When I’d left my truck at the trailhead I knew the Canadian squall was barreling in my direction. It had already blanketed much of the northern Rockies, and it was just easing into Wyoming and Utah when I woke that morning. However, with October temperatures hovering at an unseasonable 50 degrees, not a breath of wind to be found and the storm’s predicted arrival not until nightfall at the earliest, I figured my window of opportunity would be large enough for my planned day trip. Once again the talking heads on the Weather Channel missed their mark, and I really wasn’t surprised when the battering winds and pelting snow arrived.

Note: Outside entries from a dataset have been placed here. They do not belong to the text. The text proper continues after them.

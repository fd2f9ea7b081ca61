//! Session manager: connection, header maps and lifecycle.

use crate::classify;
use crate::config::ClientConfig;
use crate::error::{ClientError, ClientResult, ErrorContext, ErrorKind};
use crate::token::{BearerToken, TokenSource};
use crate::validate::{validate_server_name, validate_url};
use platform_common::{ConnectionConfig, build_connection};
use reqwest::Client;
use reqwest::header::{AUTHORIZATION, CONTENT_TYPE, HeaderMap, HeaderName, HeaderValue};
use secrecy::{ExposeSecret, SecretString};
use std::sync::{PoisonError, RwLock};
use std::time::Duration;
use tracing::{debug, info, instrument, warn};

const API_KEY: HeaderName = HeaderName::from_static("x-api-key");

/// Header maps and the token they carry.
#[derive(Debug)]
struct HeaderState {
    json: HeaderMap,
    text: HeaderMap,
    token: Option<BearerToken>,
}

impl HeaderState {
    fn new(api_key: Option<&SecretString>, context: &ErrorContext) -> ClientResult<Self> {
        let mut json = HeaderMap::new();
        json.insert(CONTENT_TYPE, HeaderValue::from_static("application/json"));
        let mut text = HeaderMap::new();
        text.insert(CONTENT_TYPE, HeaderValue::from_static("text/plain"));

        if let Some(key) = api_key {
            let value = sensitive_header(key.expose_secret(), "api_key", context)?;
            json.insert(API_KEY, value.clone());
            text.insert(API_KEY, value);
        }

        Ok(Self {
            json,
            text,
            token: None,
        })
    }
}

fn sensitive_header(value: &str, field: &str, context: &ErrorContext) -> ClientResult<HeaderValue> {
    let mut value = HeaderValue::from_str(value).map_err(|_| {
        ClientError::invalid_parameter(
            format!("{field} contains characters not allowed in a header"),
            context.clone().with_info("field", field),
        )
    })?;
    value.set_sensitive(true);
    Ok(value)
}

/// Check a token supplied through the configuration the way
/// `set_bearer_token` would, before anything touches the network.
fn preset_token(
    token: SecretString,
    source: TokenSource,
    owner: &str,
    context: &ErrorContext,
) -> ClientResult<BearerToken> {
    if token.expose_secret().trim().is_empty() {
        return Err(ClientError::invalid_parameter(
            "token must not be empty",
            context.clone().with_info("field", "token"),
        ));
    }
    let token = BearerToken::new(token, source, owner);
    sensitive_header(&token.authorization_value(), "token", context)?;
    Ok(token)
}

/// An authenticated session against one server on a platform.
///
/// Opened with a connectivity probe; closed explicitly or on drop. The
/// async methods here are the primary API, see
/// [`BlockingClientSession`](crate::BlockingClientSession) for the
/// blocking form.
#[derive(Debug)]
pub struct ClientSession {
    server_name: String,
    platform_url: String,
    user_id: String,
    user_pwd: Option<SecretString>,
    page_size: u32,
    timeout: Duration,
    log_payloads: bool,
    headers: RwLock<HeaderState>,
    connection: RwLock<Option<Client>>,
}

impl ClientSession {
    /// Validate the configuration, open the connection and probe the
    /// platform.
    ///
    /// # Errors
    ///
    /// `InvalidParameter` for a malformed server name, platform URL, preset
    /// token or API key (no network call is made); `Connection` when the
    /// probe fails.
    #[instrument(skip(config), fields(server = %config.server_name, platform = %config.platform_url))]
    pub async fn open(config: ClientConfig) -> ClientResult<Self> {
        let context =
            ErrorContext::new("open", &config.platform_url).with_user_id(&config.user_id);
        validate_server_name(&config.server_name, &context)?;
        validate_url(&config.platform_url, &context)?;
        let preset = config
            .token
            .map(|token| preset_token(token, config.token_source, &config.user_id, &context))
            .transpose()?;

        let connection = ConnectionConfig::default()
            .with_connect_timeout(config.connect_timeout)
            .with_tls(config.verify_tls);
        let http = build_connection(&connection).map_err(|e| {
            ClientError::unknown("failed to build HTTP connection", context.clone(), Some(e))
        })?;

        let session = Self {
            server_name: config.server_name.trim().to_string(),
            platform_url: config.platform_url.trim().trim_end_matches('/').to_string(),
            user_id: config.user_id,
            user_pwd: config.user_pwd,
            page_size: config.page_size,
            timeout: config.timeout,
            log_payloads: config.log_payloads,
            headers: RwLock::new(HeaderState::new(config.api_key.as_ref(), &context)?),
            connection: RwLock::new(Some(http)),
        };

        session.probe(config.probe_timeout).await?;

        if let Some(token) = preset {
            session.install_token(token, &context)?;
        }

        info!(verify_tls = config.verify_tls, "Session opened");
        Ok(session)
    }

    async fn probe(&self, timeout: Duration) -> ClientResult<()> {
        match self.fetch_about("probe", timeout).await {
            Ok(_) => {
                debug!("Connectivity probe succeeded");
                Ok(())
            }
            Err(err) if err.kind() == ErrorKind::Connection => {
                warn!(error = %err, "Connectivity probe failed");
                Err(err)
            }
            Err(err) => {
                warn!(error = %err, "Connectivity probe failed");
                Err(ClientError::connection(
                    format!("connectivity probe failed: {err}"),
                    err.context().clone(),
                    None,
                ))
            }
        }
    }

    /// Text of the platform's `/api/about` endpoint.
    ///
    /// # Errors
    ///
    /// The classified transport failure.
    #[instrument(skip(self), fields(platform = %self.platform_url))]
    pub async fn platform_origin(&self) -> ClientResult<String> {
        self.fetch_about("platform_origin", self.timeout).await
    }

    async fn fetch_about(&self, operation: &str, timeout: Duration) -> ClientResult<String> {
        let endpoint = format!("{}/api/about", self.platform_url);
        let context = ErrorContext::new(operation, &endpoint)
            .with_method("GET")
            .with_user_id(&self.user_id);
        let http = self.connection(&context)?;

        let response = http
            .get(&endpoint)
            .headers(self.headers(false))
            .timeout(timeout)
            .send()
            .await
            .map_err(|e| classify::transport(e, timeout, &context))?;

        let status = response.status();
        if !classify::is_transport_success(status) {
            return Err(classify::rejection(status, response.text().await, &context));
        }
        response
            .text()
            .await
            .map_err(|e| classify::transport(e, timeout, &context))
    }

    /// Release the connection. Idempotent and infallible.
    pub fn close(&self) {
        let released = self
            .connection
            .write()
            .unwrap_or_else(PoisonError::into_inner)
            .take();
        if released.is_some() {
            info!(server = %self.server_name, "Session closed");
        }
    }

    /// Whether [`close`](Self::close) has run.
    #[must_use]
    pub fn is_closed(&self) -> bool {
        self.connection
            .read()
            .unwrap_or_else(PoisonError::into_inner)
            .is_none()
    }

    /// Server this session addresses.
    #[must_use]
    pub fn server_name(&self) -> &str {
        &self.server_name
    }

    /// Platform root URL without a trailing slash.
    #[must_use]
    pub fn platform_url(&self) -> &str {
        &self.platform_url
    }

    /// User this session acts for.
    #[must_use]
    pub fn user_id(&self) -> &str {
        &self.user_id
    }

    /// Default page size.
    #[must_use]
    pub const fn page_size(&self) -> u32 {
        self.page_size
    }

    /// Default per-call timeout.
    #[must_use]
    pub const fn default_timeout(&self) -> Duration {
        self.timeout
    }

    /// `{platformURL}/servers/{serverName}`
    #[must_use]
    pub fn server_root(&self) -> String {
        format!("{}/servers/{}", self.platform_url, self.server_name)
    }

    /// `{platformURL}/servers/{serverName}/api/open-metadata`
    #[must_use]
    pub fn base_path(&self) -> String {
        format!("{}/api/open-metadata", self.server_root())
    }

    /// `startFrom`/`pageSize` query parameters, defaulting to the session
    /// page size.
    #[must_use]
    pub fn paging_query(&self, start_from: u32, page_size: Option<u32>) -> Vec<(String, String)> {
        vec![
            ("startFrom".to_string(), start_from.to_string()),
            (
                "pageSize".to_string(),
                page_size.unwrap_or(self.page_size).to_string(),
            ),
        ]
    }

    /// Source of the installed token, if any.
    #[must_use]
    pub fn token_source(&self) -> Option<TokenSource> {
        self.read_headers().token.as_ref().map(BearerToken::source)
    }

    pub(crate) fn password(&self) -> Option<&SecretString> {
        self.user_pwd.as_ref()
    }

    pub(crate) const fn log_payloads(&self) -> bool {
        self.log_payloads
    }

    pub(crate) fn connection(&self, context: &ErrorContext) -> ClientResult<Client> {
        self.connection
            .read()
            .unwrap_or_else(PoisonError::into_inner)
            .clone()
            .ok_or_else(|| ClientError::connection("session is closed", context.clone(), None))
    }

    /// Snapshot of the JSON or text header map.
    pub(crate) fn headers(&self, is_json: bool) -> HeaderMap {
        let state = self.read_headers();
        if is_json {
            state.json.clone()
        } else {
            state.text.clone()
        }
    }

    pub(crate) fn authorization(&self) -> Option<String> {
        self.read_headers()
            .json
            .get(AUTHORIZATION)
            .and_then(|v| v.to_str().ok())
            .map(str::to_string)
    }

    pub(crate) fn install_token(
        &self,
        token: BearerToken,
        context: &ErrorContext,
    ) -> ClientResult<()> {
        let value = sensitive_header(&token.authorization_value(), "token", context)?;
        let mut state = self.headers.write().unwrap_or_else(PoisonError::into_inner);
        state.json.insert(AUTHORIZATION, value.clone());
        state.text.insert(AUTHORIZATION, value);
        state.token = Some(token);
        Ok(())
    }

    fn read_headers(&self) -> std::sync::RwLockReadGuard<'_, HeaderState> {
        self.headers.read().unwrap_or_else(PoisonError::into_inner)
    }
}

impl Drop for ClientSession {
    fn drop(&mut self) {
        self.close();
    }
}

This DIY hunt had been an adventure from the get-go, with logistics being the first hurdle. I wasn’t planning to start hunting until the weekend before Thanksgiving, which was still several weeks away, but with seven trail miles between me and my predetermined destination, I needed to stow some gear prior to my arrival. The public pinion-juniper canyon country I was planning to hunt held both mule deer and whitetails, and although a rut-crazed, heavy-boned mule deer was my main target, I wasn’t opposed to wrapping my tag on a Western whitetail. It had been several years since I held a Western whitetail’s rack in my callused hands, and a handsome whitetail always brings a smile. With that in mind, I loaded my bike trailer with 125 pounds of gear and began the seven-mile journey.

I had no sooner scouted the area I was planning to hunt and situated a couple of treestands when the wind switched to the north and temperatures dropped with a vengeance. Temperatures went from a peaceful 55 degrees to 25 in what seemed like a few minutes, and the stiff 30-plus mph headwind made for tough going when I began the trek back. I had barely gotten started when heavy snow started to fly, adding to the already blowing dust to make visibility even more difficult, and although the trailer was empty, it felt like I was pulling more going than I was coming.

With a long ride ahead of me I was beginning to worry, and the situation at hand was just a little too familiar, reminding me of a previous experience. The alpine slopes had yielded very few deer sightings for three days, so I’d decided to go over the next ridge to see what the adjacent basin offered. I hunted much of the day and only bumped into a pair of fork horns and a young 3×3 when I decided to head back to camp, but like the Angel of Death descended on Egypt in the Book of Exodus, so did a thick fog as I began to make my way over the ridge.

With an unseen hand guiding my every step, I somehow managed to stumble upon an old trapper’s cabin. This gift was more than I could have asked for at the time, and when I woke to blue skies and nearly a foot of snow the following morning, I knew that I was not alone.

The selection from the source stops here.